**Exercise**
Reproduce, character for character, the entries from their opening line through the line with "fn new(line: usize, message: impl".

**Data items**
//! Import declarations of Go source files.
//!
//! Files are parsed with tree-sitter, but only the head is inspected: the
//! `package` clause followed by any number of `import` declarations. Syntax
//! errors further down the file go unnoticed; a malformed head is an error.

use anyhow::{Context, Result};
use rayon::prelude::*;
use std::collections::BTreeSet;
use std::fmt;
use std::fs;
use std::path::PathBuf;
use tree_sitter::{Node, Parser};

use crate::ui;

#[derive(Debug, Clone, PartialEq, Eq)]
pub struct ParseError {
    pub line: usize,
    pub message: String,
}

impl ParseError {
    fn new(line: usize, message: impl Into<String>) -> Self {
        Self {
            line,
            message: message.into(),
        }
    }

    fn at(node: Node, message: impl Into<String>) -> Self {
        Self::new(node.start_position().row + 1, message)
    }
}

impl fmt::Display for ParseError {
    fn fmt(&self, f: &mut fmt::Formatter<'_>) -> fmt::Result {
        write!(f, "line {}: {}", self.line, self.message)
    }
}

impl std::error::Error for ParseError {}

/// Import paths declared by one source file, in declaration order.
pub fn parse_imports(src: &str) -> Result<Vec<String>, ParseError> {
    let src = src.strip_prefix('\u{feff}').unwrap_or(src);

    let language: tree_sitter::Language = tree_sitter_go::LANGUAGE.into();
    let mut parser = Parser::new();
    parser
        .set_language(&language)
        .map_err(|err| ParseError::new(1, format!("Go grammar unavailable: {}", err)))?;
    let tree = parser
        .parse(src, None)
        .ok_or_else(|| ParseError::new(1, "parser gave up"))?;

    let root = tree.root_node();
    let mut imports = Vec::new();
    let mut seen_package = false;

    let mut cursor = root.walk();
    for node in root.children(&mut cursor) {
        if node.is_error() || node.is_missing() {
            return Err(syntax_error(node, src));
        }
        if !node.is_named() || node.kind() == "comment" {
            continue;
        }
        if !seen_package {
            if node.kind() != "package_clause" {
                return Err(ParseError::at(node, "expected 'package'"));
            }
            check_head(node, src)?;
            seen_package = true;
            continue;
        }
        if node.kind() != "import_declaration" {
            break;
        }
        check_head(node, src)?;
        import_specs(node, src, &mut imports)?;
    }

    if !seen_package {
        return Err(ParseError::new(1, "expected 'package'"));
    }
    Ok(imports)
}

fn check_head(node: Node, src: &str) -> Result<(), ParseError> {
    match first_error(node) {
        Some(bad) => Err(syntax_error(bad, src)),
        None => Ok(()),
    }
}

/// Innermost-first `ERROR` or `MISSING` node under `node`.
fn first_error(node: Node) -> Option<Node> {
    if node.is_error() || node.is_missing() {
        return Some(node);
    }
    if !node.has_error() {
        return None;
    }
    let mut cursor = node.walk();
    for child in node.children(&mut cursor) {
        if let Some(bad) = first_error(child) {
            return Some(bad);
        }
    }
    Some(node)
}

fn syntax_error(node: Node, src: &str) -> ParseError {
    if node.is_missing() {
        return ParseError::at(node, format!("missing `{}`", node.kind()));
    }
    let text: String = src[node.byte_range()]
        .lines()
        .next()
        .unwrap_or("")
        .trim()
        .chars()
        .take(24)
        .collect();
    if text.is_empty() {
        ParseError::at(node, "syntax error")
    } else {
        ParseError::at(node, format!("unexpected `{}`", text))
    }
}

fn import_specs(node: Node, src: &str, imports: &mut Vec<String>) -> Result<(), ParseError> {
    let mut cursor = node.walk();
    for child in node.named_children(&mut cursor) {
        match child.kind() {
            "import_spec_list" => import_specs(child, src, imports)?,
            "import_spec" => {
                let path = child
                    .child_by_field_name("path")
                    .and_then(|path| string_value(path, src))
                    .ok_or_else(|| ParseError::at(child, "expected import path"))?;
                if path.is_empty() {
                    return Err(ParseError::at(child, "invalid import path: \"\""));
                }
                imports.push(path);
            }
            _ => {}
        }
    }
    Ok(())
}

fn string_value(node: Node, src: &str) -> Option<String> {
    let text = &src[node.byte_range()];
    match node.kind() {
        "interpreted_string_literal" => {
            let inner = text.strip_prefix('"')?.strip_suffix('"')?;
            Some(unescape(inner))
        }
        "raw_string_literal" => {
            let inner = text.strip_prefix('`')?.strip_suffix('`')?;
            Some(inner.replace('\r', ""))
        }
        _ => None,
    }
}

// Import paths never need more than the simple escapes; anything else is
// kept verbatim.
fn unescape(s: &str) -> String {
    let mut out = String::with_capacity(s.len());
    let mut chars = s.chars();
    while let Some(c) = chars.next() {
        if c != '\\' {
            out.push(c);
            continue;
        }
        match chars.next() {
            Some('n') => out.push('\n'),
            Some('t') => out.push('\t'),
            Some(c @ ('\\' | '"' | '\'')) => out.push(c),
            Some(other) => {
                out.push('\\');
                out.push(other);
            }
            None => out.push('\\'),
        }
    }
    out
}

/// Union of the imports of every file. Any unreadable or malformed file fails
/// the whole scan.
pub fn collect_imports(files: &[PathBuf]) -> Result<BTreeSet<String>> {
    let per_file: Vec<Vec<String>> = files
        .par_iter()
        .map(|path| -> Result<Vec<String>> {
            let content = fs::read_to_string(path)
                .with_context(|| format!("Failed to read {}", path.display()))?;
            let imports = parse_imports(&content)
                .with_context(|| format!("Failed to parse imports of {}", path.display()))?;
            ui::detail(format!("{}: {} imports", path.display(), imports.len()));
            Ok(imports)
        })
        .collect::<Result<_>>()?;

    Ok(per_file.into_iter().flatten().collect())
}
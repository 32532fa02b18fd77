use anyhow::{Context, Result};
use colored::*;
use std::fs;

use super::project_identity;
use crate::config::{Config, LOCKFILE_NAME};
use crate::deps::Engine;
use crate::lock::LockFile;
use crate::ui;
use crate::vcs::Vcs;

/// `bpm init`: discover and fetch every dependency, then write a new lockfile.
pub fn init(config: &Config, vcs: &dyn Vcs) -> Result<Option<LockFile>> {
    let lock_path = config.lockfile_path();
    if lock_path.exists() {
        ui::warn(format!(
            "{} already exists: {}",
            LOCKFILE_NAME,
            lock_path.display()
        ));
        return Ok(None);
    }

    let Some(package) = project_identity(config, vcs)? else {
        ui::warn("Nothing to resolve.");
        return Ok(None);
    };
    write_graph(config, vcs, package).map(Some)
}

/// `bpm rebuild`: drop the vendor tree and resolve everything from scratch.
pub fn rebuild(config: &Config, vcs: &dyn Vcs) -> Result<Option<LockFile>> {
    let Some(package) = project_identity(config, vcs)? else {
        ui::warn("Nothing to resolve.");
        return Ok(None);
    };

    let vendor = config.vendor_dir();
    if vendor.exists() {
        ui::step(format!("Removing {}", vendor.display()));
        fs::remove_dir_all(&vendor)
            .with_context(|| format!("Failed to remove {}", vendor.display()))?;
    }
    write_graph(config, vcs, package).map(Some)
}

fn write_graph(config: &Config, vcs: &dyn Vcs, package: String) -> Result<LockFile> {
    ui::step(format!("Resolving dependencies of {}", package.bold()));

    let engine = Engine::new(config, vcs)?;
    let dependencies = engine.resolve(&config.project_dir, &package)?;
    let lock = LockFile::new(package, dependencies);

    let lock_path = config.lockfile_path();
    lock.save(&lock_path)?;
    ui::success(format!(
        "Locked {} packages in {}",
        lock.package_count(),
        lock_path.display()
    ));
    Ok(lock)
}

**Answer space**
//! Import declarations of Go source files.
//!
//! Files are parsed with tree-sitter, but only the head is inspected: the
//! `package` clause followed by any number of `import` declarations. Syntax
//! errors further down the file go unnoticed; a malformed head is an error.

use anyhow::{Context, Result};
use rayon::prelude::*;
use std::collections::BTreeSet;
use std::fmt;
use std::fs;
use std::path::PathBuf;
use tree_sitter::{Node, Parser};

use crate::ui;

#[derive(Debug, Clone, PartialEq, Eq)]
pub struct ParseError {
    pub line: usize,
    pub message: String,
}

impl ParseError {
    fn new(line: usize, message: impl Into<String>) -> Self {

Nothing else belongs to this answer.